In the past few days, several villages near El Fasher appear to have been burned to the ground. People in one camp for internally displaced people have reportedly been killed by shelling and in clashes. Alarming reports of mass mobilization of fighters on both sides raise concerns that fighting in one of Darfur’s most populated cities could lead to atrocities against civilians.
El Fasher, the only capital in Darfur not controlled by the Rapid Support Forces (RSF), is home to 2 million people, half a million displaced by hunger and war from other parts of Darfur including over the last year.
A patchwork of armed actors, including the Darfur Joint Protection Forces, the Sudanese Armed Forces (SAF), and the RSF control different parts of the El Fasher area. Tense calm alternating with episodic fighting has prevailed for months.
Over the last two weeks, there have been reports of an uptick in civilian casualties, with many killed and injured in both RSF & Arab militia attacks on non-Arab villages west of El Fasher as well as during fighting between these forces and SAF and allied forces, including shelling and bombing. In February, Médecins Sans Frontières (MSF or Doctors without Borders) warned of catastrophic levels of malnutrition among children in the city.
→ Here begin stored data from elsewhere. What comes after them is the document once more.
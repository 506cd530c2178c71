//! Help overlay widget displaying keyboard shortcuts.
//!
//! Shows a centered modal overlay with the shortcuts grouped by category.
//! Triggered by '?' key, dismissed by 'Esc' or '?'.

use super::constants::{HELP_POPUP_HEIGHT_PERCENT, HELP_POPUP_WIDTH_PERCENT};
use crate::view::DashboardStyles;
use ratatui::{
    layout::{Alignment, Rect},
    style::Modifier,
    text::{Line, Span},
    widgets::{Block, Borders, Clear, Paragraph, Wrap},
    Frame,
};

/// Shortcut groups shown in the overlay: (category, [(keys, description)]).
const HELP_SECTIONS: &[(&str, &[(&str, &str)])] = &[
    (
        "Users",
        &[
            ("j/↓  k/↑", "Move cursor"),
            ("g/Home G/End", "First / last user"),
            ("Enter", "Show posts of highlighted user"),
            ("r", "Reload user list"),
        ],
    ),
    (
        "Search & Sort",
        &[
            ("/  Ctrl+f", "Edit search (name or email)"),
            ("Esc", "Clear search"),
            ("s", "Toggle sort: name / company"),
        ],
    ),
    (
        "Posts",
        &[
            ("m", "Load more posts"),
            ("Tab", "Switch focus users / posts"),
            ("Ctrl+d/Ctrl+u", "Scroll posts by page"),
        ],
    ),
    (
        "Application",
        &[("?", "Toggle this help"), ("q  Ctrl+c", "Quit")],
    ),
];

/// Render the help overlay centered on the screen.
pub fn render_help_overlay(frame: &mut Frame, styles: &DashboardStyles) {
    let area = frame.area();
    let popup_area = centered_rect(HELP_POPUP_WIDTH_PERCENT, HELP_POPUP_HEIGHT_PERCENT, area);

    // Clear the background for the overlay
    frame.render_widget(Clear, popup_area);

    let help_paragraph = Paragraph::new(build_help_content(styles))
        .block(
            Block::default()
                .title(" Keyboard Shortcuts ")
                .borders(Borders::ALL)
                .border_style(styles.focused_border),
        )
        .wrap(Wrap { trim: false })
        .alignment(Alignment::Left);

    frame.render_widget(help_paragraph, popup_area);

    // Dismissal hint on the bottom border
    let hint_area = Rect {
        x: popup_area.x,
        y: popup_area.y + popup_area.height.saturating_sub(1),
        width: popup_area.width,
        height: 1,
    };

    let hint = Paragraph::new(Line::from(vec![Span::styled(
        " Press Esc or ? to close ",
        styles.muted.add_modifier(Modifier::DIM),
    )]))
    .alignment(Alignment::Center);

    frame.render_widget(hint, hint_area);
}

/// Calculate the centered rect for the help overlay.
///
/// Returns a Rect that is centered on the screen with the specified
/// percentage of width and height.
fn centered_rect(percent_x: u16, percent_y: u16, area: Rect) -> Rect {
    let popup_width = area.width * percent_x / 100;
    let popup_height = area.height * percent_y / 100;
    let popup_x = (area.width.saturating_sub(popup_width)) / 2;
    let popup_y = (area.height.saturating_sub(popup_height)) / 2;

    Rect {
        x: area.x + popup_x,
        y: area.y + popup_y,
        width: popup_width,
        height: popup_height,
    }
}

/// Build the help content lines grouped by category.
fn build_help_content(styles: &DashboardStyles) -> Vec<Line<'static>> {
    let category_style = styles.post_title.add_modifier(Modifier::UNDERLINED);

    let mut lines = Vec::new();
    for (index, (category, shortcuts)) in HELP_SECTIONS.iter().enumerate() {
        if index > 0 {
            lines.push(Line::default());
        }
        lines.push(Line::from(Span::styled(*category, category_style)));
        for (keys, description) in shortcuts.iter() {
            lines.push(Line::from(vec![
                Span::styled(format!("  {keys:<16}"), styles.key_hint),
                Span::raw(*description),
            ]));
        }
    }
    lines
}

#[cfg(test)]
#[path = "help_tests.rs"]
mod tests;
//! Dashboard styling configuration.
//!
//! One place for every color the dashboard draws with, so `--no-color` and
//! `NO_COLOR` only need to be honoured here.

use ratatui::style::{Color, Modifier, Style};

// ===== ColorConfig =====

/// Configuration for color output.
///
/// Determines whether colors should be enabled or disabled based on:
/// - `--no-color` CLI flag
/// - `NO_COLOR` environment variable
#[derive(Debug, Clone, Copy, PartialEq, Eq)]
pub struct ColorConfig {
    enabled: bool,
}

impl ColorConfig {
    /// Create a ColorConfig from CLI args and environment.
    ///
    /// Priority (first match wins):
    /// 1. `--no-color` flag (disables colors)
    /// 2. `NO_COLOR` env var (any value disables colors)
    /// 3. Default: colors enabled
    pub fn from_env_and_args(no_color_flag: bool) -> Self {
        let enabled = !no_color_flag && std::env::var("NO_COLOR").is_err();
        Self { enabled }
    }

    /// Colors explicitly on or off, ignoring the environment.
    pub fn fixed(enabled: bool) -> Self {
        Self { enabled }
    }

    /// Check if colors are enabled.
    pub fn colors_enabled(self) -> bool {
        self.enabled
    }
}

// ===== DashboardStyles =====

/// Styles for each dashboard element.
///
/// Without colors, emphasis falls back to modifiers (bold, reversed) so the
/// cursor row and selected user stay distinguishable.
#[derive(Debug, Clone, PartialEq)]
pub struct DashboardStyles {
    /// Header summary text.
    pub header: Style,
    /// "Loading..." indicator.
    pub loading: Style,
    /// Error text in the header.
    pub error: Style,
    /// Secondary text: emails, placeholders, hints.
    pub muted: Style,
    /// Key names in hints and the help overlay.
    pub key_hint: Style,
    /// User names in the list.
    pub user_name: Style,
    /// Name of the user whose posts are shown.
    pub selected_user: Style,
    /// Row under the cursor.
    pub cursor_row: Style,
    /// Post titles.
    pub post_title: Style,
    /// Border of the pane with keyboard focus.
    pub focused_border: Style,
    /// Border of the other panes.
    pub unfocused_border: Style,
    /// Block cursor in the search bar.
    pub search_cursor: Style,
}

impl DashboardStyles {
    /// Create styles honouring `--no-color` and `NO_COLOR`.
    pub fn new() -> Self {
        Self::with_color_config(ColorConfig::from_env_and_args(false))
    }

    /// Create styles with specified color configuration.
    pub fn with_color_config(config: ColorConfig) -> Self {
        let bold = Style::default().add_modifier(Modifier::BOLD);

        if config.colors_enabled() {
            Self {
                header: Style::default().fg(Color::Cyan),
                loading: Style::default().fg(Color::Yellow),
                error: Style::default().fg(Color::Red).add_modifier(Modifier::BOLD),
                muted: Style::default().fg(Color::DarkGray),
                key_hint: Style::default().fg(Color::Yellow).add_modifier(Modifier::BOLD),
                user_name: bold,
                selected_user: Style::default().fg(Color::Green).add_modifier(Modifier::BOLD),
                cursor_row: Style::default().bg(Color::DarkGray),
                post_title: Style::default().fg(Color::Cyan).add_modifier(Modifier::BOLD),
                focused_border: Style::default().fg(Color::Cyan),
                unfocused_border: Style::default().fg(Color::Gray),
                search_cursor: Style::default()
                    .bg(Color::White)
                    .fg(Color::Black)
                    .add_modifier(Modifier::BOLD),
            }
        } else {
            Self {
                header: Style::default(),
                loading: Style::default(),
                error: bold,
                muted: Style::default().add_modifier(Modifier::DIM),
                key_hint: bold,
                user_name: bold,
                selected_user: bold.add_modifier(Modifier::UNDERLINED),
                cursor_row: Style::default().add_modifier(Modifier::REVERSED),
                post_title: bold,
                focused_border: bold,
                unfocused_border: Style::default(),
                search_cursor: Style::default().add_modifier(Modifier::REVERSED),
            }
        }
    }

    /// Border style for a pane.
    pub fn border(&self, focused: bool) -> Style {
        if focused {
            self.focused_border
        } else {
            self.unfocused_border
        }
    }
}

impl Default for DashboardStyles {
    fn default() -> Self {
        Self::new()
    }
}

// ===== Tests =====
Further fighting risks entirely cutting off already malnourished displaced people from critical care.
The United Nations High Commissioner for Human Rights said reports of an imminent attack raised the “risk of further violations and abuses against civilians.” The United States special envoy for Sudan called “on the RSF to end the siege” and urged “them, the SAF and its aligned fighters to respect IHL [international humanitarian law] and protect civilians.”
For almost a year, the RSF and allied groups have targeted the ethnic Massalit people of West Darfur with summary executions, sexual violence, and massive destruction of property, while also abusing people in other areas under their control, most recently in Al Gezira state. The SAF have reportedly also arrested, tortured, and extrajudicially killed Darfuris. All warring parties have carried out indiscriminate attacks in populated areas.
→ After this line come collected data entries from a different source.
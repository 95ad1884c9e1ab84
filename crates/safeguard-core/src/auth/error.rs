use thiserror::Error;

use super::credentials::StoreError;
use crate::api::ApiError;

/// Failures of login, session updates and restoring from storage.
#[derive(Error, Debug)]
pub enum AuthError {
    /// The service rejected the credentials. Carries its message when it sent one.
    #[error("{0}")]
    Authentication(String),

    #[error("Login request failed: {0}")]
    Transport(#[from] ApiError),

    #[error("Failed to persist credentials: {0}")]
    Storage(#[from] StoreError),

    #[error("Not logged in")]
    NotAuthenticated,

    #[error("Token must not be empty")]
    EmptyToken,

    #[error("Superseded by a newer login or logout")]
    Superseded,
}

/// Outcome of a failed refresh.
///
/// Cloneable so that every caller joined on one in-flight refresh receives
/// the same failure.
#[derive(Error, Debug, Clone, PartialEq, Eq)]
pub enum RefreshError {
    #[error("No active session to refresh")]
    NotAuthenticated,

    #[error("Token refresh rejected: {0}")]
    Rejected(String),

    #[error("Session ended while the refresh was in flight")]
    Superseded,

    #[error("Failed to persist refreshed token: {0}")]
    Storage(String),
}
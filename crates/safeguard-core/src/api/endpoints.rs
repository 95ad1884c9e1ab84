//! Scan and fraud registry endpoints. Thin calls through the pipeline; no
//! scoring happens here.

use super::request::ApiRequest;
use super::{ApiError, RequestPipeline};
use crate::models::{
    ChainStats, FraudReport, FraudReportReceipt, NetworkStatus, PredictionResponse, RegistryEntry,
    SmsScanRequest, TransactionScanRequest, UrlScanRequest, VerificationRequest, VerificationResult,
    WebsiteScanRequest,
};

impl RequestPipeline {
    pub async fn predict_sms(&self, request: &SmsScanRequest) -> Result<PredictionResponse, ApiError> {
        self.execute_json(ApiRequest::post_json("/predict/sms", request)?).await
    }

    pub async fn predict_url(&self, request: &UrlScanRequest) -> Result<PredictionResponse, ApiError> {
        self.execute_json(ApiRequest::post_json("/predict/url", request)?).await
    }

    pub async fn predict_transaction(
        &self,
        request: &TransactionScanRequest,
    ) -> Result<PredictionResponse, ApiError> {
        self.execute_json(ApiRequest::post_json("/predict/transaction", request)?).await
    }

    pub async fn predict_website(&self, request: &WebsiteScanRequest) -> Result<PredictionResponse, ApiError> {
        self.execute_json(ApiRequest::post_json("/predict/website", request)?).await
    }

    /// Service health document, returned as-is
    pub async fn health(&self) -> Result<serde_json::Value, ApiError> {
        self.execute_json(ApiRequest::get("/health/")).await
    }

    pub async fn blockchain_status(&self) -> Result<NetworkStatus, ApiError> {
        self.execute_json(ApiRequest::get("/blockchain/status")).await
    }

    /// Look up a prediction's registry record by the hash it was issued with.
    pub async fn verify_prediction(&self, hash: &str) -> Result<VerificationResult, ApiError> {
        let body = VerificationRequest { hash: hash.to_string() };
        self.execute_json(ApiRequest::post_json("/blockchain/verify", &body)?).await
    }

    pub async fn report_fraud(&self, report: &FraudReport) -> Result<FraudReportReceipt, ApiError> {
        self.execute_json(ApiRequest::post_json("/blockchain/report", report)?).await
    }

    /// One page of reported cases, oldest first.
    pub async fn fraud_registry(&self, limit: u32, offset: u32) -> Result<Vec<RegistryEntry>, ApiError> {
        let path = format!("/blockchain/registry?limit={}&offset={}", limit, offset);
        self.execute_json(ApiRequest::get(path)).await
    }

    pub async fn blockchain_stats(&self) -> Result<ChainStats, ApiError> {
        self.execute_json(ApiRequest::get("/blockchain/stats")).await
    }
}
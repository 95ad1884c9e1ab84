//! REST API module for the SafeGuard AI scoring service.
//!
//! This module provides:
//! - `ApiClient`: the transport, with the login / refresh / logout endpoints
//! - `RequestPipeline`: authenticated calls with one refresh-and-retry
//! - `ApiError`: the error taxonomy every call is classified into
//!
//! The service uses JWT bearer tokens obtained from `/auth/login`.

pub mod client;
mod endpoints;
pub mod error;
pub mod pipeline;
pub mod request;

pub use client::{ApiClient, LoginResponse};
pub use error::ApiError;
pub use pipeline::RequestPipeline;
pub use request::{ApiRequest, Attempt, PendingRequest};
//! Authentication module for managing the user session and its credentials.
//!
//! This module provides:
//! - `CredentialStore`: durable storage of the `{token, user_id, email}` triple
//!   over a pluggable key/value backend (file, OS keychain, memory)
//! - `Session` / `SessionState`: the authoritative in-memory session
//! - `SessionManager`: the login / refresh / logout state machine, including
//!   single-flight coordination of concurrent refreshes

pub mod backends;
pub mod credentials;
pub mod error;
pub mod manager;
pub mod session;

pub use backends::{FileBackend, KeyringBackend, MemoryBackend};
pub use credentials::{CredentialStore, KeyValueBackend, StoreError, StoredCredential};
pub use error::{AuthError, RefreshError};
pub use manager::SessionManager;
pub use session::{Session, SessionSnapshot, SessionState, SessionUpdate};
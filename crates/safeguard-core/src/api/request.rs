//! Request descriptors for the authenticated pipeline.

use std::time::Duration;

use reqwest::Method;
use serde::Serialize;

use super::ApiError;

/// A logical call to the scoring service, independent of credentials.
#[derive(Debug, Clone)]
pub struct ApiRequest {
    method: Method,
    path: String,
    body: Option<serde_json::Value>,
    timeout: Option<Duration>,
}

impl ApiRequest {
    pub fn new(method: Method, path: impl Into<String>) -> Self {
        Self {
            method,
            path: path.into(),
            body: None,
            timeout: None,
        }
    }

    pub fn get(path: impl Into<String>) -> Self {
        Self::new(Method::GET, path)
    }

    pub fn post(path: impl Into<String>) -> Self {
        Self::new(Method::POST, path)
    }

    /// POST with a JSON body.
    pub fn post_json<B: Serialize>(path: impl Into<String>, body: &B) -> Result<Self, ApiError> {
        let body = serde_json::to_value(body)
            .map_err(|e| ApiError::InvalidRequest(format!("Failed to serialize body: {}", e)))?;
        Ok(Self {
            body: Some(body),
            ..Self::post(path)
        })
    }

    /// Override the client-wide timeout for this call.
    pub fn with_timeout(mut self, timeout: Duration) -> Self {
        self.timeout = Some(timeout);
        self
    }

    pub fn method(&self) -> &Method {
        &self.method
    }

    pub fn path(&self) -> &str {
        &self.path
    }

    pub fn body(&self) -> Option<&serde_json::Value> {
        self.body.as_ref()
    }

    pub fn timeout(&self) -> Option<Duration> {
        self.timeout
    }
}

#[derive(Debug, Clone, Copy, PartialEq, Eq)]
pub enum Attempt {
    Initial,
    Retried,
}

/// An in-flight call plus how many times it has been sent.
///
/// Built once per logical call; the retry path produces a new value instead
/// of mutating the original request.
#[derive(Debug, Clone)]
pub struct PendingRequest {
    request: ApiRequest,
    attempt: Attempt,
}

impl PendingRequest {
    pub fn new(request: ApiRequest) -> Self {
        Self {
            request,
            attempt: Attempt::Initial,
        }
    }

    pub fn request(&self) -> &ApiRequest {
        &self.request
    }

    pub fn attempt(&self) -> Attempt {
        self.attempt
    }

    pub fn is_retried(&self) -> bool {
        self.attempt == Attempt::Retried
    }

    /// The same request, marked as its one permitted retry.
    pub fn into_retry(self) -> Self {
        Self {
            attempt: Attempt::Retried,
            ..self
        }
    }
}

#[cfg(test)]
mod tests {
    use super::*;
    use serde_json::json;

    #[test]
    fn test_post_json_keeps_body() {
        let request = ApiRequest::post_json("/predict/sms", &json!({"message": "hi"})).unwrap();
        assert_eq!(request.method(), &Method::POST);
        assert_eq!(request.path(), "/predict/sms");
        assert_eq!(request.body(), Some(&json!({"message": "hi"})));
        assert_eq!(request.timeout(), None);
    }

    #[test]
    fn test_into_retry_marks_attempt() {
        let pending = PendingRequest::new(ApiRequest::get("/health/"));
        assert_eq!(pending.attempt(), Attempt::Initial);
        assert!(!pending.is_retried());

        let retry = pending.into_retry();
        assert!(retry.is_retried());
        assert_eq!(retry.request().path(), "/health/");
    }
}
The risk of atrocities against El Fasher’s non-Arab civilians is all too clear.
The UN Security Council meeting tomorrow on Sudan should urgently ask the secretary-general to consider what kinds of measures the UN can adopt to better protect Sudan’s civilians. The African Union’s Peace and Security Council should warn against further attacks on civilians, call for respect for the UN arms embargo on Darfur, and make clear support for international investigations. Influential governments should make clear warring parties will face consequences for violating the laws of war. Without such basic steps, global leaders’ condemnations this week on the devastating one-year anniversary of the conflict will ring even more hollow.